2018 – A.6959-A / S.17-A

2018 – A.6959-A / S.17-A

Position Statement -2018

Child Parent Security Act

A.6959-A (Paulin) / S.17-A (Hoylman)


The Women’s Bar Association of the State of New York (“WBASNY”) and our 19 chapters across the state strongly support the New York Child Parent Security Act (The Act).  Depending on the cause of infertility, an individual or couple may need the assistance of a surrogate to gestate a child or they may require donated eggs, sperm, or embryos to achieve conception. While the law in most states has evolved to keep pace with these medical advances, that is not the case in New York and the consequences for New Yorkers are profound.

The proposed Child Parent Security Act would permit enforceable surrogacy contracts provided the carrier is not the genetic mother of the child and provided there is full compliance with all of the safeguards incorporated in the Act.  The Act is a comprehensive bill which also addresses the legal status of children conceived through sperm, egg, and embryo donation.  The Act focuses also on intent to parent, as opposed to a biological connection, and allows for non-intimate partners to be recognized as the parents so long as the intent to conceive a child together can be demonstrated.

New York State has one of the most restrictive and punitive surrogacy statutes in the country.  The New York statute, which was enacted in 1993, renders all surrogacy contracts void and unenforceable.  The statute also makes it illegal to pay a surrogate fee.  By contrast, the majority of states, by statute or case law, deem surrogacy contracts to be enforceable provided the surrogate does not have a genetic connection to the child.  In those states, the Intended Parents (those who are undertaking the medical procedure in order to become parents) are often declared the legal parents of the child before birth and the gestational carrier can be paid for her invaluable contribution.

Gamete and embryo donation are also an important and increasingly common method of conception. The current New York “artificial insemination” statute is discriminatory. The statute cuts off the parental relationship between the Donor and child ONLY when the donation is made to a “husband and wife” under the supervision of a physician.  Although the insemination statute can be interpreted in a gender neutral fashion to apply to same sex married couples, the many unmarried couples and single women conceiving through donor insemination are completely overlooked.

Additionally, while couples conceiving through sperm donation have the ability to sever the legal relationship between the Donor and child through a costly adoption proceeding, a single woman intending to parent does not have any legal recourse to sever the same legal relationship. This creates a clear lack of equality and bias against women who are similarly situated.  Shockingly, in New York there is no statute whatsoever addressing the legal parentage of children conceived through egg or embryo donation.  The law in most states provides that when someone donates gametes to another for the purpose of conception, the “Donor” does not have the right to later claim a parental interest in the resulting child.  In addition, the Donor is also protected from any legal obligation to assume parental responsibility for the child.

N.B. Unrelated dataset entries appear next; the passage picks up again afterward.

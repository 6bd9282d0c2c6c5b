//! Local-search neighbourhoods.
//!
//! Six move families perturb a [`Solution`]. Each family exposes the same
//! three queries through [`Neighborhood`]:
//!
//! - [`best_neighbor`](Neighborhood::best_neighbor) - exhaustive scan for
//!   the lexicographically best candidate
//! - [`any_neighbor`](Neighborhood::any_neighbor) - one randomly drawn
//!   candidate
//! - [`stats`](Neighborhood::stats) - classification of every candidate
//!
//! All three are driven by a single enumeration per family
//! ([`for_each_move`](Neighborhood::for_each_move)) that mutates a scratch
//! copy in place, hands a refreshed view to a visitor and undoes the move
//! before the next one.
//!
//! An optional *target machine* restricts a query to moves touching that
//! machine: single-machine families operate on it alone, two-machine
//! families use it as the source and pair it with every other machine.

mod direct_swap;
mod moves;
mod shift;
mod stats;
mod swap;
mod switch;
mod task_move;
mod two_shift;

pub use moves::{AppliedMove, Move};
pub use stats::{ClassStats, DeltaSummary, NeighborhoodStats, Relation, StatsClass};

use crate::solution::{Refreshed, Solution};
use rand::Rng;
use std::fmt;
use std::ops::Range;
use std::str::FromStr;
use thiserror::Error;

/// A move family.
#[derive(Debug, Clone, Copy, PartialEq, Eq, Hash, PartialOrd, Ord)]
#[cfg_attr(
    feature = "serde",
    derive(serde::Serialize, serde::Deserialize),
    serde(rename_all = "kebab-case")
)]
pub enum Neighborhood {
    /// Move one job to another position of the same machine.
    Shift,
    /// Exchange two jobs of the same machine.
    Switch,
    /// Move one job to any position of another machine.
    TaskMove,
    /// Exchange jobs between two machines, reinserting each anywhere.
    Swap,
    /// Relocate two jobs within the same machine.
    TwoShift,
    /// Exchange jobs between two machines, each taking the other's slot.
    DirectSwap,
}

/// Error returned when parsing an unknown neighbourhood key.
#[derive(Debug, Clone, PartialEq, Eq, Error)]
#[error("unknown neighborhood '{0}' (expected one of: shift, switch, task-move, swap, two-shift, direct-swap)")]
pub struct UnknownNeighborhood(pub String);

impl Neighborhood {
    /// Every family, in the order the annealer enables them.
    pub const ALL: [Neighborhood; 6] = [
        Neighborhood::Shift,
        Neighborhood::Switch,
        Neighborhood::TaskMove,
        Neighborhood::Swap,
        Neighborhood::TwoShift,
        Neighborhood::DirectSwap,
    ];

    /// Human-readable name.
    pub fn name(&self) -> &'static str {
        match self {
            Neighborhood::Shift => "Shift",
            Neighborhood::Switch => "Switch",
            Neighborhood::TaskMove => "Task Move",
            Neighborhood::Swap => "Swap",
            Neighborhood::TwoShift => "Two-Shift",
            Neighborhood::DirectSwap => "Direct Swap",
        }
    }

    /// Short identifier used in configuration.
    pub fn key(&self) -> &'static str {
        match self {
            Neighborhood::Shift => "shift",
            Neighborhood::Switch => "switch",
            Neighborhood::TaskMove => "task-move",
            Neighborhood::Swap => "swap",
            Neighborhood::TwoShift => "two-shift",
            Neighborhood::DirectSwap => "direct-swap",
        }
    }

    /// Visits every candidate of this family around `scratch`.
    ///
    /// The visitor sees the candidate through a refreshed view together with
    /// its descriptor. The move is undone before the next one is made, so
    /// after the call `scratch` holds its original schedule again (only the
    /// makespan-machine index may have been refreshed). Candidates are
    /// produced in a fixed order; see each family for details.
    ///
    /// # Panics
    ///
    /// Panics if `target` is not a machine of the instance. A panic raised
    /// by `visit` propagates with the current candidate still applied, so
    /// `scratch` must be discarded if the unwind is caught. Pass a clone
    /// when the original schedule has to survive.
    pub fn for_each_move<'p, F>(
        &self,
        scratch: &mut Solution<'p>,
        target: Option<usize>,
        mut visit: F,
    ) where
        F: FnMut(Refreshed<'_, 'p>, Move),
    {
        check_target(scratch, target);
        match self {
            Neighborhood::Shift => shift::enumerate(scratch, target, &mut visit),
            Neighborhood::Switch => switch::enumerate(scratch, target, &mut visit),
            Neighborhood::TaskMove => task_move::enumerate(scratch, target, &mut visit),
            Neighborhood::Swap => swap::enumerate(scratch, target, &mut visit),
            Neighborhood::TwoShift => two_shift::enumerate(scratch, target, &mut visit),
            Neighborhood::DirectSwap => direct_swap::enumerate(scratch, target, &mut visit),
        }
    }

    /// The candidate with the lexicographically smallest
    /// (makespan, sum makespan), or an unchanged copy when no candidate
    /// strictly improves on `solution`.
    ///
    /// Ties go to the first candidate in enumeration order.
    pub fn best_neighbor<'p>(
        &self,
        solution: &Solution<'p>,
        target: Option<usize>,
    ) -> Solution<'p> {
        let mut scratch = solution.clone();
        let mut best = scratch.refresh().quality();
        let mut best_move = None;

        self.for_each_move(&mut scratch, target, |view, mv| {
            let quality = view.quality();
            if quality < best {
                best = quality;
                best_move = Some(mv);
            }
        });

        if let Some(mv) = best_move {
            let _kept = mv.apply(&mut scratch);
        }
        scratch.refresh();
        scratch
    }

    /// Draws one valid move of this family at random.
    ///
    /// Returns `None` when the family has no candidate on `solution` (for
    /// example Shift when every machine holds fewer than two jobs).
    ///
    /// # Panics
    ///
    /// Panics if `target` is not a machine of the instance.
    pub fn random_move<R: Rng + ?Sized>(
        &self,
        solution: &Solution<'_>,
        rng: &mut R,
        target: Option<usize>,
    ) -> Option<Move> {
        check_target(solution, target);
        match self {
            Neighborhood::Shift => shift::sample(solution, rng, target),
            Neighborhood::Switch => switch::sample(solution, rng, target),
            Neighborhood::TaskMove => task_move::sample(solution, rng, target),
            Neighborhood::Swap => swap::sample(solution, rng, target),
            Neighborhood::TwoShift => two_shift::sample(solution, rng, target),
            Neighborhood::DirectSwap => direct_swap::sample(solution, rng, target),
        }
    }

    /// A copy of `solution` with one random move applied.
    ///
    /// The copy is unchanged when the family has no candidate. It is always
    /// returned refreshed.
    pub fn any_neighbor<'p, R: Rng + ?Sized>(
        &self,
        solution: &Solution<'p>,
        rng: &mut R,
        target: Option<usize>,
    ) -> Solution<'p> {
        let mut neighbor = solution.clone();
        if let Some(mv) = self.random_move(solution, rng, target) {
            let _kept = mv.apply(&mut neighbor);
        }
        neighbor.refresh();
        neighbor
    }

    /// Classifies every candidate against `solution`.
    pub fn stats(&self, solution: &Solution<'_>) -> NeighborhoodStats {
        let mut scratch = solution.clone();
        let baseline = scratch.refresh().quality();
        let mut stats = NeighborhoodStats::new(*self, baseline);
        self.for_each_move(&mut scratch, None, |view, _| stats.register(view.quality()));
        stats
    }

    /// Number of candidates around `solution`.
    pub fn size(&self, solution: &Solution<'_>, target: Option<usize>) -> u64 {
        let mut scratch = solution.clone();
        let mut size = 0;
        self.for_each_move(&mut scratch, target, |_, _| size += 1);
        size
    }
}

impl fmt::Display for Neighborhood {
    fn fmt(&self, f: &mut fmt::Formatter<'_>) -> fmt::Result {
        f.write_str(self.name())
    }
}

impl FromStr for Neighborhood {
    type Err = UnknownNeighborhood;

    fn from_str(s: &str) -> Result<Self, Self::Err> {
        let key = s.trim().to_ascii_lowercase().replace([' ', '_'], "-");
        Neighborhood::ALL
            .into_iter()
            .find(|nb| nb.key() == key)
            .ok_or_else(|| UnknownNeighborhood(s.to_string()))
    }
}

fn check_target(solution: &Solution<'_>, target: Option<usize>) {
    if let Some(machine) = target {
        let m = solution.problem().m();
        assert!(machine < m, "invalid target machine {machine} (instance has {m} machines)");
    }
}

/// Source machines to enumerate: the target alone, or all of them.
fn sources(solution: &Solution<'_>, target: Option<usize>) -> Range<usize> {
    match target {
        Some(machine) => machine..machine + 1,
        None => 0..solution.problem().m(),
    }
}

/// Second machines paired with `first`.
///
/// Targeted scans pair the target with every other machine; untargeted
/// scans visit each unordered pair once.
fn partners(first: usize, m: usize, targeted: bool) -> impl Iterator<Item = usize> {
    let start = if targeted { 0 } else { first + 1 };
    (start..m).filter(move |&k| k != first)
}

/// Draws a machine holding at least `min_jobs` jobs.
fn pick_machine<R: Rng + ?Sized>(
    solution: &Solution<'_>,
    rng: &mut R,
    target: Option<usize>,
    min_jobs: usize,
) -> Option<usize> {
    if let Some(machine) = target {
        return (solution.count(machine) >= min_jobs).then_some(machine);
    }
    let m = solution.problem().m();
    if !(0..m).any(|k| solution.count(k) >= min_jobs) {
        return None;
    }
    loop {
        let machine = rng.random_range(0..m);
        if solution.count(machine) >= min_jobs {
            return Some(machine);
        }
    }
}

/// Draws a machine other than `first` holding at least `min_jobs` jobs.
fn pick_partner<R: Rng + ?Sized>(
    solution: &Solution<'_>,
    rng: &mut R,
    first: usize,
    min_jobs: usize,
) -> Option<usize> {
    let m = solution.problem().m();
    if !(0..m).any(|k| k != first && solution.count(k) >= min_jobs) {
        return None;
    }
    loop {
        let machine = rng.random_range(0..m);
        if machine != first && solution.count(machine) >= min_jobs {
            return Some(machine);
        }
    }
}

/// Draws two distinct non-empty machines for an exchange.
///
/// Untargeted draws are ordered low to high, matching the enumeration of
/// unordered pairs.
fn pick_pair<R: Rng + ?Sized>(
    solution: &Solution<'_>,
    rng: &mut R,
    target: Option<usize>,
) -> Option<(usize, usize)> {
    let first = pick_machine(solution, rng, target, 1)?;
    let second = pick_partner(solution, rng, first, 1)?;
    if target.is_none() && second < first {
        Some((second, first))
    } else {
        Some((first, second))
    }
}

#[cfg(test)]
pub(crate) mod testing {
    use crate::problem::ProblemInstance;

    /// Small instance with asymmetric costs on every machine.
    pub fn instance(n: usize, m: usize) -> ProblemInstance {
        ProblemInstance::from_fn(
            n,
            m,
            |k, j| (4 + (j * 7 + k * 5) % 11) as u32,
            |k, i, j| if i == j { 0 } else { ((i * 3 + j * 5 + k * 2) % 6) as u32 },
        )
        .unwrap()
    }
}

Assisted reproductive technology has evolved and so have the ethical and legal practices surrounding these arrangements.  Today, “traditional surrogacy” (where the surrogate provides the egg) is frowned upon in both the legal and medical communities.   The case of Baby M. remains an important cautionary tale and professionals involved in surrogacy arrangements impose strict screening procedures to ensure that anyone seeking to act as a gestational carrier has the emotional and financial stability required to ensure success.  The American Society for Reproductive Medicine has passed detailed guidelines regulating the surrogacy process which are designed to ensure the best medical and ethical practices are applied to these arrangements. Today, the typical portrait of a gestational carrier is a woman parenting children of her own, with the intellectual and emotional stability to follow detailed medical instructions and the healthy lifestyle necessary to provide the greatest chance for a successful pregnancy.  It is in this context that an ever-growing number of states (either by statute or case law)  permit and support surrogacy arrangements.

As an organization comprised of attorneys and judges across the state in private practice, government, academia and the courts dedicated to the advancement of women in law and society WBASNY supports this bill.